It simply removes common endings such as:
- -ing
- -ed
- -ly
- -es
- -s
Because of this, stemming can sometimes produce non-real or incomplete words.
Popular Stemming Algorithms
Different stemming algorithms exist. The most commonly used ones are:
- Porter Stemmer – most popular, balanced
- Snowball Stemmer – improved version of Porter
- Lancaster Stemmer – aggressive, faster but rough
For most NLP tasks, Porter or Snowball stemmers are preferred.
Example: Text Without Stemming
Sentence:
"He is playing and played very well"
Tokens without stemming:
- he
- is
- playing
- and
- played
- very
- well
Here, playing and played are treated as different words.
Example: Text With Stemming
After stemming:
- play
- play
Now both forms point to the same concept.
Code Example: Stemming Using NLTK
You can run this code in:
- Google Colab (recommended)
- Jupyter Notebook
- VS Code / PyCharm
from nltk.stem import PorterStemmer
stemmer = PorterStemmer()
words = ["playing", "played", "plays", "connection", "connected"]

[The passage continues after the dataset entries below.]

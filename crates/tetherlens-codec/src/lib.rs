//! TetherLens text codec.
//!
//! Converts text to and from hexadecimal and layers a small set of keyed,
//! reversible transforms on top.
//!
//! The ciphers are obfuscation helpers and offer no real secrecy. See
//! [`cipher`] before using any of them.
//!
//! # Modules
//!
//! - [`text_hex`] - UTF-8 byte hex with prefix, case and separator options
//! - [`wide`] - Four digits per UTF-16 code unit
//! - [`cipher`] - XOR, Caesar, byte-shift and passphrase AES
//! - [`facade`] - Name-dispatched entry points
//! - [`workbench`] - Converter state with notifications
//! - [`error`] - Error types
//!
//! # Example
//!
//! ```
//! use tetherlens_codec::{cipher_decrypt, cipher_encrypt, encode_to_hex};
//!
//! assert_eq!(encode_to_hex("A"), "0x41");
//!
//! let hidden = cipher_encrypt("xor", "hello", Some("k")).unwrap();
//! assert_eq!(cipher_decrypt("xor", &hidden, Some("k")).unwrap(), "hello");
//! ```

pub mod cipher;
pub mod error;
pub mod facade;
pub mod text_hex;
pub mod wide;
pub mod workbench;

pub use error::Error;

pub use cipher::{create_cipher, CipherKind, TextCipher};
pub use facade::{cipher_decrypt, cipher_encrypt, decode_from_hex, encode_to_hex};
pub use text_hex::{HexCase, HexFormat};
pub use workbench::HexWorkbench;
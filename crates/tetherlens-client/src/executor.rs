//! The GraphQL transport seam.

use async_trait::async_trait;
use tetherlens_proto::{GraphQlRequest, QueryResult};

use crate::error::Error;

/// Executes a GraphQL request and returns its `data`, grouped by collection.
#[async_trait]
pub trait QueryExecutor: Send + Sync {
    async fn execute(&self, request: &GraphQlRequest) -> Result<QueryResult, Error>;
}

#[async_trait]
impl<E: QueryExecutor + ?Sized> QueryExecutor for std::sync::Arc<E> {
    async fn execute(&self, request: &GraphQlRequest) -> Result<QueryResult, Error> {
        (**self).execute(request).await
    }
}

#[async_trait]
impl<E: QueryExecutor + ?Sized> QueryExecutor for Box<E> {
    async fn execute(&self, request: &GraphQlRequest) -> Result<QueryResult, Error> {
        (**self).execute(request).await
    }
}
//! Passphrase AES in the OpenSSL `Salted__` envelope.
//!
//! Output is `base64("Salted__" || salt || ciphertext)` where key and IV come
//! from `EVP_BytesToKey` with MD5 and one iteration, and the cipher is
//! AES-256-CBC with PKCS#7 padding. This is the format `openssl enc
//! -aes-256-cbc -md md5 -base64` produces and accepts.

use ::aes::cipher::block_padding::Pkcs7;
use ::aes::cipher::{BlockDecryptMut, BlockEncryptMut, KeyIvInit};
use base64::engine::general_purpose::STANDARD;
use base64::Engine as _;
use md5::{Digest, Md5};
use rand::RngCore;

use super::{CipherKind, TextCipher};
use crate::error::Error;

type Aes256CbcEnc = cbc::Encryptor<::aes::Aes256>;
type Aes256CbcDec = cbc::Decryptor<::aes::Aes256>;

/// Passphrase used when none is supplied.
pub const DEFAULT_AES_PASSPHRASE: &str = "小明最屌";

/// Salt bytes following the magic header.
pub const SALT_LEN: usize = 8;

const MAGIC: &[u8; 8] = b"Salted__";
const KEY_LEN: usize = 32;
const IV_LEN: usize = 16;
const BLOCK_LEN: usize = 16;

/// AES-256-CBC keyed by a passphrase.
#[derive(Clone, PartialEq, Eq)]
pub struct AesCipher {
    passphrase: String,
}

impl std::fmt::Debug for AesCipher {
    fn fmt(&self, f: &mut std::fmt::Formatter<'_>) -> std::fmt::Result {
        f.debug_struct("AesCipher").finish_non_exhaustive()
    }
}

impl AesCipher {
    /// Create a cipher; the passphrase must not be empty.
    pub fn new(passphrase: &str) -> Result<Self, Error> {
        if passphrase.is_empty() {
            return Err(Error::InvalidKey("AES passphrase must not be empty".to_string()));
        }
        Ok(Self {
            passphrase: passphrase.to_string(),
        })
    }

    /// Encrypt with a caller-chosen salt.
    pub fn encrypt_with_salt(&self, text: &str, salt: [u8; SALT_LEN]) -> String {
        let (key, iv) = derive_key_iv(self.passphrase.as_bytes(), &salt);
        let ciphertext = Aes256CbcEnc::new(&key.into(), &iv.into())
            .encrypt_padded_vec_mut::<Pkcs7>(text.as_bytes());

        let mut envelope = Vec::with_capacity(MAGIC.len() + SALT_LEN + ciphertext.len());
        envelope.extend_from_slice(MAGIC);
        envelope.extend_from_slice(&salt);
        envelope.extend_from_slice(&ciphertext);
        STANDARD.encode(envelope)
    }
}

impl Default for AesCipher {
    fn default() -> Self {
        Self {
            passphrase: DEFAULT_AES_PASSPHRASE.to_string(),
        }
    }
}

impl TextCipher for AesCipher {
    fn kind(&self) -> CipherKind {
        CipherKind::Aes
    }

    fn encrypt(&self, text: &str) -> Result<String, Error> {
        let mut salt = [0u8; SALT_LEN];
        rand::thread_rng().fill_bytes(&mut salt);
        Ok(self.encrypt_with_salt(text, salt))
    }

    fn decrypt(&self, input: &str) -> Result<String, Error> {
        let envelope = STANDARD
            .decode(input.trim())
            .map_err(|e| Error::DecryptionFailure(format!("invalid base64: {}", e)))?;

        let body = envelope
            .strip_prefix(MAGIC.as_slice())
            .filter(|rest| rest.len() >= SALT_LEN)
            .ok_or_else(|| Error::DecryptionFailure("missing Salted__ header".to_string()))?;
        let (salt, ciphertext) = body.split_at(SALT_LEN);

        if ciphertext.is_empty() || ciphertext.len() % BLOCK_LEN != 0 {
            return Err(Error::DecryptionFailure(format!(
                "ciphertext length {} is not a positive multiple of {}",
                ciphertext.len(),
                BLOCK_LEN
            )));
        }

        let (key, iv) = derive_key_iv(self.passphrase.as_bytes(), salt);
        let plaintext = Aes256CbcDec::new(&key.into(), &iv.into())
            .decrypt_padded_vec_mut::<Pkcs7>(ciphertext)
            .map_err(|_| Error::DecryptionFailure("bad padding, wrong passphrase?".to_string()))?;

        String::from_utf8(plaintext)
            .map_err(|_| Error::DecryptionFailure("plaintext is not UTF-8".to_string()))
    }
}

/// `EVP_BytesToKey(MD5, count = 1)`: `D_i = MD5(D_{i-1} || pass || salt)`
/// concatenated until key and IV are filled.
pub fn derive_key_iv(passphrase: &[u8], salt: &[u8]) -> ([u8; KEY_LEN], [u8; IV_LEN]) {
    let mut material = Vec::with_capacity(KEY_LEN + IV_LEN);
    let mut previous: Vec<u8> = Vec::new();

    while material.len() < KEY_LEN + IV_LEN {
        let mut hasher = Md5::new();
        hasher.update(&previous);
        hasher.update(passphrase);
        hasher.update(salt);
        previous = hasher.finalize().to_vec();
        material.extend_from_slice(&previous);
    }

    let mut key = [0u8; KEY_LEN];
    let mut iv = [0u8; IV_LEN];
    key.copy_from_slice(&material[..KEY_LEN]);
    iv.copy_from_slice(&material[KEY_LEN..KEY_LEN + IV_LEN]);
    (key, iv)
}

#[cfg(test)]
mod tests {
    use super::*;

    const SALT: [u8; SALT_LEN] = [1, 2, 3, 4, 5, 6, 7, 8];

    #[test]
    fn test_derive_key_iv_matches_openssl() {
        let (key, iv) = derive_key_iv(b"secret", &SALT);
        assert_eq!(
            hex::encode_upper(key),
            "C9E5A1BD216DBE1317E230CEF48F38EE7F0E17AD64022144BCCEC4A1AA2879AB"
        );
        assert_eq!(hex::encode_upper(iv), "E24B32BBBC4EF02ECBCB6576523AD893");
    }

    #[test]
    fn test_fixed_salt_output() {
        let cipher = AesCipher::new("secret").unwrap();
        assert_eq!(
            cipher.encrypt_with_salt("hello", SALT),
            "U2FsdGVkX18BAgMEBQYHCN4vTQH4jGLp+Wak1VrMt48="
        );
    }

    #[test]
    fn test_random_salt_roundtrip() {
        let cipher = AesCipher::default();
        let a = cipher.encrypt("同一段文字").unwrap();
        let b = cipher.encrypt("同一段文字").unwrap();
        assert!(a.starts_with("U2FsdGVkX1"));
        assert_eq!(cipher.decrypt(&a).unwrap(), "同一段文字");
        assert_eq!(cipher.decrypt(&b).unwrap(), "同一段文字");
    }

    #[test]
    fn test_decrypt_rejects_garbage() {
        let cipher = AesCipher::default();
        for input in [
            "not base64!",
            "aGVsbG8=",
            "U2FsdGVkX18BAgMEBQYHCA==",
            "U2FsdGVkX18BAgMEBQYHCN4v",
        ] {
            assert!(
                matches!(cipher.decrypt(input), Err(Error::DecryptionFailure(_))),
                "input {}",
                input
            );
        }
    }

    #[test]
    fn test_debug_hides_passphrase() {
        let cipher = AesCipher::new("hunter2").unwrap();
        assert!(!format!("{:?}", cipher).contains("hunter2"));
    }
}
//! Client configuration.

use std::time::Duration;

/// Default subgraph endpoint (a local graph-node).
pub const DEFAULT_ENDPOINT: &str = "http://127.0.0.1:8000/subgraphs/name/tether-usdt";

/// Default request timeout.
pub const DEFAULT_TIMEOUT: Duration = Duration::from_secs(30);

/// Default `User-Agent` header.
pub const DEFAULT_USER_AGENT: &str = concat!("tetherlens/", env!("CARGO_PKG_VERSION"));

/// Client configuration.
#[derive(Debug, Clone, PartialEq, Eq)]
pub struct ClientConfig {
    /// GraphQL endpoint URL.
    pub endpoint: String,

    /// Static headers sent with every request.
    pub headers: Vec<(String, String)>,

    /// Request timeout.
    pub timeout: Duration,

    /// `User-Agent` header value.
    pub user_agent: String,
}

impl ClientConfig {
    /// Create a new client configuration for the given endpoint.
    pub fn new(endpoint: impl Into<String>) -> Self {
        Self {
            endpoint: endpoint.into(),
            headers: Vec::new(),
            timeout: DEFAULT_TIMEOUT,
            user_agent: DEFAULT_USER_AGENT.to_string(),
        }
    }

    /// Configuration for a graph-node on localhost.
    pub fn localhost() -> Self {
        Self::new(DEFAULT_ENDPOINT)
    }

    /// Add a static header. A header with the same name (ignoring case) is
    /// replaced.
    pub fn with_header(mut self, name: impl Into<String>, value: impl Into<String>) -> Self {
        let name = name.into();
        self.headers.retain(|(existing, _)| !existing.eq_ignore_ascii_case(&name));
        self.headers.push((name, value.into()));
        self
    }

    /// Authenticate with `Authorization: Bearer <token>`.
    pub fn with_bearer_token(self, token: impl AsRef<str>) -> Self {
        let value = format!("Bearer {}", token.as_ref());
        self.with_header("Authorization", value)
    }

    /// Set the request timeout.
    pub fn with_timeout(mut self, timeout: Duration) -> Self {
        self.timeout = timeout;
        self
    }

    /// Set the `User-Agent` header.
    pub fn with_user_agent(mut self, user_agent: impl Into<String>) -> Self {
        self.user_agent = user_agent.into();
        self
    }

    /// Value of a configured header.
    pub fn header(&self, name: &str) -> Option<&str> {
        self.headers
            .iter()
            .find(|(existing, _)| existing.eq_ignore_ascii_case(name))
            .map(|(_, value)| value.as_str())
    }
}

impl Default for ClientConfig {
    fn default() -> Self {
        Self::localhost()
    }
}
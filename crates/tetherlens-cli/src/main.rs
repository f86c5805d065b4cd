//! TetherLens Command-Line Client
//!
//! Browses Tether (USDT) contract events indexed by a subgraph and converts
//! text to and from hex.

mod commands;
mod formatter;
mod notifier;
mod parse;

use std::time::Duration;

use clap::{Parser, Subcommand};
use formatter::OutputFormat;
use notifier::ConsoleNotifier;
use tetherlens_client::config::DEFAULT_ENDPOINT;
use tetherlens_client::{ClientConfig, QueryForm};
use tetherlens_codec::CipherKind;
use tetherlens_proto::{EntityType, OrderDirection, ResultLimit};

/// TetherLens Command-Line Client
#[derive(Parser, Debug)]
#[command(name = "tetherlens")]
#[command(version, about = "Browse Tether (USDT) subgraph events and convert text to hex")]
pub struct Args {
    /// Subgraph GraphQL endpoint
    #[arg(
        short = 'e',
        long,
        env = "TETHERLENS_ENDPOINT",
        default_value = DEFAULT_ENDPOINT,
        global = true
    )]
    pub endpoint: String,

    /// API key sent as a bearer token
    #[arg(long, env = "TETHERLENS_API_KEY", hide_env_values = true, global = true)]
    pub api_key: Option<String>,

    /// Extra request header (name:value), repeatable
    #[arg(short = 'H', long = "header", value_parser = parse::parse_header, global = true)]
    pub headers: Vec<(String, String)>,

    /// Request timeout in seconds
    #[arg(long, default_value_t = 30, global = true)]
    pub timeout: u64,

    /// Output format
    #[arg(long, default_value = "table", value_enum, global = true)]
    pub format: OutputFormat,

    /// Only print warnings and errors to stderr
    #[arg(short, long, global = true)]
    pub quiet: bool,

    #[command(subcommand)]
    pub command: Command,
}

#[derive(Subcommand, Debug)]
pub enum Command {
    /// Query recent events of one type
    Events {
        /// Entity collection (see `entities`)
        #[arg(long, default_value = "issues")]
        entity: EntityType,

        /// Number of rows: 10, 20 or 50
        #[arg(long, default_value = "10", value_parser = parse::parse_limit)]
        limit: ResultLimit,

        /// Sort by block timestamp: asc or desc
        #[arg(long, default_value = "desc")]
        order: OrderDirection,

        /// Window start: Unix seconds or "YYYY-MM-DD HH:MM:SS" local time
        #[arg(long, value_parser = parse::parse_time)]
        start: Option<i64>,

        /// Window end: Unix seconds or "YYYY-MM-DD HH:MM:SS" local time
        #[arg(long, value_parser = parse::parse_time)]
        end: Option<i64>,
    },

    /// Show the event recorded for a transaction hash
    Tx {
        /// Transaction hash
        hash: String,
    },

    /// List entity types and their fields
    Entities,

    /// Show the tracked contract and endpoint
    Info,

    /// Plain UTF-8 hex conversion
    Hex {
        #[command(subcommand)]
        action: HexAction,
    },

    /// Encrypt text with one of the toy ciphers
    Encrypt(CipherArgs),

    /// Decrypt text produced by `encrypt`
    Decrypt(CipherArgs),
}

#[derive(Subcommand, Debug)]
pub enum HexAction {
    /// Text to hex
    Encode {
        text: String,

        /// Uppercase digits
        #[arg(long)]
        upper: bool,

        /// Omit the 0x prefix
        #[arg(long)]
        no_prefix: bool,

        /// Separator between byte pairs
        #[arg(long, value_parser = parse::parse_separator)]
        separator: Option<char>,
    },

    /// Hex to text
    Decode {
        hex: String,

        /// Separator between byte pairs
        #[arg(long, value_parser = parse::parse_separator)]
        separator: Option<char>,
    },
}

#[derive(clap::Args, Debug)]
pub struct CipherArgs {
    /// Cipher: none, xor, caesar, byteShift or aes
    #[arg(short, long, default_value = "none")]
    pub cipher: CipherKind,

    /// Cipher key (text, shift, or comma-separated pattern); defaults per cipher
    #[arg(short, long)]
    pub key: Option<String>,

    /// Text or ciphertext
    pub input: String,
}

#[tokio::main]
async fn main() {
    if let Err(e) = init_tracing() {
        eprintln!("Error: {}", e);
        std::process::exit(1);
    }

    let args = Args::parse();

    let result = run(args).await;

    if let Err(e) = result {
        eprintln!("Error: {:#}", e);
        std::process::exit(1);
    }
}

fn init_tracing() -> anyhow::Result<()> {
    tracing_subscriber::fmt()
        .with_writer(std::io::stderr)
        .with_env_filter(
            tracing_subscriber::EnvFilter::from_default_env()
                .add_directive("tetherlens_cli=info".parse()?),
        )
        .init();
    Ok(())
}

fn client_config(args: &Args) -> ClientConfig {
    let mut config = ClientConfig::new(&args.endpoint)
        .with_timeout(Duration::from_secs(args.timeout));
    if let Some(key) = &args.api_key {
        config = config.with_bearer_token(key);
    }
    for (name, value) in &args.headers {
        config = config.with_header(name, value);
    }
    config
}

async fn run(args: Args) -> anyhow::Result<()> {
    let config = client_config(&args);
    let formatter = formatter::create_formatter(args.format);
    let notifier = ConsoleNotifier::new().with_quiet(args.quiet);

    tracing::debug!(endpoint = %config.endpoint, command = ?args.command, "starting");

    let output = match args.command {
        Command::Events {
            entity,
            limit,
            order,
            start,
            end,
        } => {
            let form = QueryForm::new(entity)
                .with_limit(limit)
                .with_direction(order)
                .with_range(start, end);
            commands::events(&config, notifier, form, &*formatter).await?
        }
        Command::Tx { hash } => commands::transaction(&config, notifier, &hash, &*formatter).await?,
        Command::Entities => commands::entities(&*formatter),
        Command::Info => commands::info(&config, &*formatter),
        Command::Hex { action } => match action {
            HexAction::Encode {
                text,
                upper,
                no_prefix,
                separator,
            } => {
                let layout = commands::HexLayout {
                    upper,
                    no_prefix,
                    separator,
                };
                commands::hex_encode(&text, layout, &*formatter)?
            }
            HexAction::Decode { hex, separator } => {
                commands::hex_decode(&hex, separator, &*formatter)?
            }
        },
        Command::Encrypt(cipher) => commands::convert(
            notifier,
            cipher.cipher,
            cipher.key,
            &cipher.input,
            true,
            &*formatter,
        )?,
        Command::Decrypt(cipher) => commands::convert(
            notifier,
            cipher.cipher,
            cipher.key,
            &cipher.input,
            false,
            &*formatter,
        )?,
    };

    println!("{}", output);
    Ok(())
}
//! Query construction and result errors.

use thiserror::Error;

/// Errors raised while building queries or interpreting results.
#[derive(Debug, Clone, PartialEq, Eq, Error)]
pub enum Error {
    /// Result count outside the accepted set.
    #[error("invalid limit {0}: expected one of 10, 20, 50")]
    InvalidLimit(u32),

    /// Time window whose start lies after its end.
    #[error("invalid time window: start {start} is after end {end}")]
    InvalidTimeWindow { start: i64, end: i64 },

    /// Entity token not in the known set.
    #[error("unknown entity type: {0}")]
    UnknownEntity(String),

    /// Ordering direction other than asc/desc.
    #[error("unknown order direction: {0}")]
    UnknownDirection(String),

    /// Result payload did not have the expected shape.
    #[error("invalid record: {0}")]
    InvalidRecord(String),
}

stemmed_words = [stemmer.stem(word) for word in words]
print(stemmed_words)
Output:
['play', 'play', 'play', 'connect', 'connect']
Understanding the Output
Here:
- Different word forms are reduced to the same stem
- Vocabulary size becomes smaller
- Models can learn patterns more effectively
This is especially useful in classic NLP pipelines like Bag of Words and TF-IDF.
Disadvantages of Stemming
Stemming is fast, but not perfect.
Main limitations:
- Can produce non-real words
- Ignores grammar and context
- May reduce meaning in some tasks
Example:
university → univers (not a real word)
Stemming vs Stopword Removal
These two techniques solve different problems.
| Aspect | Stopwords | Stemming |
|---|---|---|
| Purpose | Remove unnecessary words | Reduce words to base form |
| Example | is, the, and | playing → play |
| Output quality | Clean text | May be non-dictionary words |
Where Is Stemming Used?
- Search engines
- Document similarity
- Topic modeling
- Spam filtering
- Classic ML-based NLP systems
Assignment / Homework
Where to practice:
- Google Colab
- Jupyter Notebook
Your tasks:
- Apply stemming on 10 different sentences
- Compare text before and after stemming
- Try Snowball stemmer and compare results
- Note down incorrect stems you observe
Practice Questions
Q1. What is the goal of stemming?
Q2. Does stemming always produce real words?
Q3. Name one popular stemming algorithm.
Quick Quiz
Q1. Which is more aggressive: Porter or Lancaster?
Q2. Should stemming always be used in NLP?
Quick Recap
- Stemming reduces words to their base form
- It is rule-based and fast
- Helps classic NLP models
- May produce imperfect words
- Choose based on task requirements